Urolithin A
- Names: Preferred IUPAC name 3,8-Dihydroxy-6H-dibenzo[b,d]pyran-6-one

Identifiers
- CAS Number: 1143-70-0;
- 3D model (JSmol): Interactive image;
- ChEMBL: ChEMBL1836264;
- ChemSpider: 4589709;
- DrugBank: DB15464;
- KEGG: C22595;
- PubChem CID: 5488186;
- UNII: ILJ8NEF6DT;
- CompTox Dashboard (EPA): DTXSID40150694 ;

Properties
- Chemical formula: C_{13}H_{8}O_{4}
- Molar mass: 228.203 g·mol^{−1}

= Urolithin A =

Chemical compound

Urolithin A is a metabolite compound resulting from the transformation of ellagitannins by the gut bacteria. It belongs to the class of organic compounds known as benzo-coumarins or dibenzo-α-pyrones. Its precursors – ellagic acids and ellagitannins – are ubiquitous in nature, including edible plants, such as pomegranates, strawberries, raspberries, walnuts, and others.

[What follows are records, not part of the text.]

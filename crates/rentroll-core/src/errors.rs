use thiserror::Error;

/// Result type alias using LedgerError
pub type Result<T> = std::result::Result<T, LedgerError>;

/// Canonical error taxonomy for commission operations
///
/// Each variant carries the identifiers needed to report the failure without
/// further lookups, and maps to a stable error code via [`LedgerError::code`].
/// An HTTP boundary translates these to status codes (not-found to 404,
/// duplicates to 409, validation to 400); that mapping lives outside this
/// crate.
#[derive(Error, Debug, Clone, PartialEq, Eq)]
pub enum LedgerError {
    // ===== Validation Errors =====
    /// Payment period string is malformed or out of the supported range
    #[error("Invalid payment period '{period}': {reason}")]
    InvalidPaymentPeriod { period: String, reason: String },

    /// Legacy commission record carries an unrecognized commission type
    #[error("Unknown commission type: {kind}")]
    UnknownCommissionType { kind: String },

    /// Legacy commission record carries a rate outside the representable range
    #[error("Invalid commission rate: {rate}")]
    InvalidCommissionRate { rate: i64 },

    // ===== Lookup Errors =====
    /// Agent not found in the store
    #[error("Agent not found: {agent_id}")]
    AgentNotFound { agent_id: String },

    /// Caretaker not found in the store
    #[error("Caretaker not found: {caretaker_id}")]
    CaretakerNotFound { caretaker_id: String },

    // ===== Payout Errors =====
    /// A payout for this agent and period already exists in the ledger
    #[error("Payout already exists for agent {agent_id} in period {period}")]
    DuplicateAgentPayout { agent_id: String, period: String },

    /// A payout for this caretaker and period already exists in the ledger
    #[error("Payout already exists for caretaker {caretaker_id} in period {period}")]
    DuplicateCaretakerPayout { caretaker_id: String, period: String },

    // ===== Persistence Errors =====
    /// A persistence call exceeded its bounded timeout; safe to retry
    #[error("Store operation timed out: {op}")]
    StoreTimeout { op: String },

    /// Unclassified persistence failure, propagated unchanged
    #[error("Persistence failure: {reason}")]
    Persistence { reason: String },
}

impl LedgerError {
    /// Get the stable error code for this error
    pub fn code(&self) -> &'static str {
        match self {
            LedgerError::InvalidPaymentPeriod { .. } => "ERR_INVALID_PAYMENT_PERIOD",
            LedgerError::UnknownCommissionType { .. } => "ERR_UNKNOWN_COMMISSION_TYPE",
            LedgerError::InvalidCommissionRate { .. } => "ERR_INVALID_COMMISSION_RATE",
            LedgerError::AgentNotFound { .. } => "ERR_AGENT_NOT_FOUND",
            LedgerError::CaretakerNotFound { .. } => "ERR_CARETAKER_NOT_FOUND",
            LedgerError::DuplicateAgentPayout { .. } => "ERR_DUPLICATE_AGENT_PAYOUT",
            LedgerError::DuplicateCaretakerPayout { .. } => "ERR_DUPLICATE_CARETAKER_PAYOUT",
            LedgerError::StoreTimeout { .. } => "ERR_STORE_TIMEOUT",
            LedgerError::Persistence { .. } => "ERR_PERSISTENCE",
        }
    }

    /// Whether a caller may retry the failed operation unchanged
    ///
    /// Only bounded-timeout failures are retryable; every other variant is
    /// deterministic for the same inputs and store state.
    pub fn is_retryable(&self) -> bool {
        matches!(self, LedgerError::StoreTimeout { .. })
    }
}

#[cfg(test)]
mod tests {
    use super::*;

    #[test]
    fn test_error_codes_are_stable() {
        let err = LedgerError::AgentNotFound {
            agent_id: "agent-1".to_string(),
        };
        assert_eq!(err.code(), "ERR_AGENT_NOT_FOUND");

        let err = LedgerError::DuplicateCaretakerPayout {
            caretaker_id: "ct-1".to_string(),
            period: "2024-02".to_string(),
        };
        assert_eq!(err.code(), "ERR_DUPLICATE_CARETAKER_PAYOUT");
    }

    #[test]
    fn test_display_includes_context() {
        let err = LedgerError::DuplicateAgentPayout {
            agent_id: "agent-9".to_string(),
            period: "2025-01".to_string(),
        };
        let msg = err.to_string();
        assert!(msg.contains("agent-9"));
        assert!(msg.contains("2025-01"));
    }

    #[test]
    fn test_only_timeout_is_retryable() {
        assert!(LedgerError::StoreTimeout {
            op: "agent".to_string()
        }
        .is_retryable());
        assert!(!LedgerError::Persistence {
            reason: "disk".to_string()
        }
        .is_retryable());
    }
}
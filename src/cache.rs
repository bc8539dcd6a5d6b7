// src/cache.rs
//! # TTL cache
//! Process-local, age-bounded key/value store for district averages.
//!
//! Entries are never served once `now - stored_at >= ttl`. Expired entries
//! stay in the map until [`TtlCache::sweep`] removes them; the binary runs
//! the sweep on a fixed interval via [`spawn_sweeper`].

use std::{
    collections::HashMap,
    hash::Hash,
    sync::{Arc, Mutex, MutexGuard},
    time::Duration,
};

use chrono::{DateTime, Utc};
use metrics::counter;
use tokio::task::JoinHandle;

/// Time source, injectable so tests can move time forward.
pub trait Clock: Send + Sync {
    fn now(&self) -> DateTime<Utc>;
}

#[derive(Debug, Default, Clone, Copy)]
pub struct SystemClock;

impl Clock for SystemClock {
    fn now(&self) -> DateTime<Utc> {
        Utc::now()
    }
}

/// Manually advanced clock for tests and simulations.
#[derive(Debug)]
pub struct ManualClock {
    now: Mutex<DateTime<Utc>>,
}

impl ManualClock {
    pub fn new(start: DateTime<Utc>) -> Self {
        Self {
            now: Mutex::new(start),
        }
    }

    pub fn advance(&self, by: Duration) {
        if let Ok(step) = chrono::Duration::from_std(by) {
            let mut g = self.now.lock().unwrap_or_else(|p| p.into_inner());
            *g += step;
        }
    }
}

impl Clock for ManualClock {
    fn now(&self) -> DateTime<Utc> {
        *self.now.lock().unwrap_or_else(|p| p.into_inner())
    }
}

#[derive(Debug, Clone)]
struct Entry<V> {
    value: V,
    stored_at: DateTime<Utc>,
}

pub struct TtlCache<K, V> {
    entries: Mutex<HashMap<K, Entry<V>>>,
    ttl: Duration,
    clock: Arc<dyn Clock>,
}

impl<K, V> TtlCache<K, V>
where
    K: Eq + Hash,
    V: Clone,
{
    pub fn new(ttl: Duration) -> Self {
        Self::with_clock(ttl, Arc::new(SystemClock))
    }

    pub fn with_clock(ttl: Duration, clock: Arc<dyn Clock>) -> Self {
        Self {
            entries: Mutex::new(HashMap::new()),
            ttl,
            clock,
        }
    }

    fn lock(&self) -> MutexGuard<'_, HashMap<K, Entry<V>>> {
        self.entries.lock().unwrap_or_else(|p| p.into_inner())
    }

    fn age(&self, now: DateTime<Utc>, stored_at: DateTime<Utc>) -> Duration {
        (now - stored_at).to_std().unwrap_or(Duration::ZERO)
    }

    /// Stored value while younger than the ttl. Expired entries are left in place.
    pub fn get(&self, key: &K) -> Option<V> {
        let now = self.clock.now();
        let map = self.lock();
        let entry = map.get(key)?;
        (self.age(now, entry.stored_at) < self.ttl).then(|| entry.value.clone())
    }

    /// Unconditional overwrite. Returns the timestamp recorded for the entry.
    pub fn set(&self, key: K, value: V) -> DateTime<Utc> {
        let stored_at = self.clock.now();
        self.lock().insert(key, Entry { value, stored_at });
        stored_at
    }

    /// Drop every entry older than the ttl. Returns how many were removed.
    pub fn sweep(&self) -> usize {
        let now = self.clock.now();
        let mut map = self.lock();
        let before = map.len();
        map.retain(|_, e| self.age(now, e.stored_at) <= self.ttl);
        before - map.len()
    }

    pub fn len(&self) -> usize {
        self.lock().len()
    }

    pub fn is_empty(&self) -> bool {
        self.len() == 0
    }

    pub fn ttl(&self) -> Duration {
        self.ttl
    }

    pub fn now(&self) -> DateTime<Utc> {
        self.clock.now()
    }
}

/// Sweep `cache` every `every` for as long as the runtime lives.
/// The first sweep happens one full interval after start.
pub fn spawn_sweeper<K, V>(cache: Arc<TtlCache<K, V>>, every: Duration) -> JoinHandle<()>
where
    K: Eq + Hash + Send + 'static,
    V: Clone + Send + 'static,
{
    tokio::spawn(async move {
        let mut ticker = tokio::time::interval(every);
        ticker.set_missed_tick_behavior(tokio::time::MissedTickBehavior::Delay);
        ticker.tick().await;
        loop {
            ticker.tick().await;
            let removed = cache.sweep();
            counter!("district_cache_entries_swept_total").increment(removed as u64);
            tracing::info!(removed, remaining = cache.len(), "cache sweep");
        }
    })
}
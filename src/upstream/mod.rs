// src/upstream/mod.rs
//! NEIS hub access: the `MealApi` seam, the reqwest client, and row views.

pub mod client;
pub mod types;

pub use client::NeisClient;
pub use types::{MealRow, SchoolRow};

use async_trait::async_trait;
use serde::de::DeserializeOwned;
use serde_json::Value;

use crate::error::UpstreamError;

pub const SCHOOL_INFO: &str = "schoolInfo";
pub const MEAL_SERVICE: &str = "mealServiceDietInfo";

/// Query parameters for one upstream call, excluding `KEY` and `Type`.
pub type Params = Vec<(&'static str, String)>;

/// One GET against the hub. Implementations must not retry.
#[async_trait]
pub trait MealApi: Send + Sync {
    async fn fetch(&self, resource: &str, params: &Params) -> Result<Value, UpstreamError>;
}

/// Extract the row array from `{ <resource>: [header, { row: [...] }] }`.
///
/// `Ok(None)` when the resource field is absent, which is how the hub says
/// "no data" (it answers with a bare `RESULT` object instead).
pub fn rows(body: &Value, resource: &str) -> Result<Option<Vec<Value>>, UpstreamError> {
    let Some(section) = body.get(resource) else {
        return Ok(None);
    };
    let shape = || UpstreamError::Shape {
        resource: resource.to_string(),
    };
    let block = section.get(1).filter(|b| b.is_object()).ok_or_else(shape)?;
    match block.get("row") {
        None | Some(Value::Null) => Ok(Some(Vec::new())),
        Some(Value::Array(items)) => Ok(Some(items.clone())),
        Some(_) => Err(shape()),
    }
}

/// Like [`rows`], but deserialized into typed views. Rows that fail to
/// deserialize are skipped.
pub fn typed_rows<T: DeserializeOwned>(
    body: &Value,
    resource: &str,
) -> Result<Option<Vec<T>>, UpstreamError> {
    Ok(rows(body, resource)?.map(|items| {
        items
            .into_iter()
            .filter_map(|v| serde_json::from_value(v).ok())
            .collect()
    }))
}

/// Meals one school serves on one `YYYYMMDD` date. Empty when the hub has
/// no data for that day.
pub async fn meals_on(
    api: &dyn MealApi,
    office_code: &str,
    school_code: &str,
    date: &str,
    page_size: usize,
) -> Result<Vec<MealRow>, UpstreamError> {
    let params: Params = vec![
        ("pIndex", "1".to_string()),
        ("pSize", page_size.to_string()),
        ("ATPT_OFCDC_SC_CODE", office_code.to_string()),
        ("SD_SCHUL_CODE", school_code.to_string()),
        ("MLSV_YMD", date.to_string()),
    ];
    let body = api.fetch(MEAL_SERVICE, &params).await?;
    Ok(typed_rows(&body, MEAL_SERVICE)?.unwrap_or_default())
}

Urolithin A is not known to be found in any food source. Its bioavailability mostly depends on individual microbiota composition, as only some bacteria are able to convert ellagitannins into urolithins.

== Chemistry ==
Urolithin A belongs to the class of organic compounds known as benzo-coumarins or dibenzo-α-pyrones. These are polycyclic aromatic compounds containing a 1-benzopyran moiety with a ketone group at the C2 carbon atom (1-benzopyran-2-one).

== Biochemistry and metabolism ==

Pomegranate fruits, walnuts, and raspberries are sources of ellagitannins. Ellagitannins are hydrolyzed in the gut to release ellagic acid, which is further processed by the gut microflora into urolithins through the loss of one of its two lactones and by successive removal of hydroxyl groups.

While studies have shown that Gordonibacter urolithinfaciens and Gordonibacter pamelaeae play a role in the conversion of ellagic acids and ellagitannins into urolithin A, the microorganisms responsible for the complete transformation into the final urolithins are still unknown. The efficiency of the conversion of ellagitannins into urolithin A significantly varies in humans, and some individuals do not show any conversion.

When synthesized and absorbed in the intestines, urolithin A enters the systemic circulation where it becomes available to tissues throughout the body where it is further subjected to additional chemical transformations (including glucuronidation, methylation, sulfation, or a combination of them) within the enterocytes and hepatocytes. Urolithin A and its derivatives - urolithin A glucuronide and urolithin A sulfate being most abundant - release into the circulation, before being excreted in the urine.

== Safety ==
In vivo studies did not determine any toxicity or specific adverse effects following dietary intake of urolithin A. Safety studies in elderly humans indicated urolithin A was well tolerated. In 2018, the US Food and Drug Administration listed urolithin A as a safe ingredient for food products having content in the range of 250 mg to one gram per serving.

== Research ==
In preliminary human studies, urolithin A appears to be well-tolerated with mild side effects.

== Dietary sources ==
Urolithin A is not known to be found in any food, but rather forms as the result of transformation of ellagic acids and ellagitannins by the gut microbiota in humans. Sources of ellagitannins are pomegranates, nuts, some berries (raspberries, strawberries, blackberries), tea, muscadine grapes, many tropical fruits, and oak-aged wines.

The conversion of the ellagic acids into urolithin A depends on individual microbiota composition, and can vary significantly.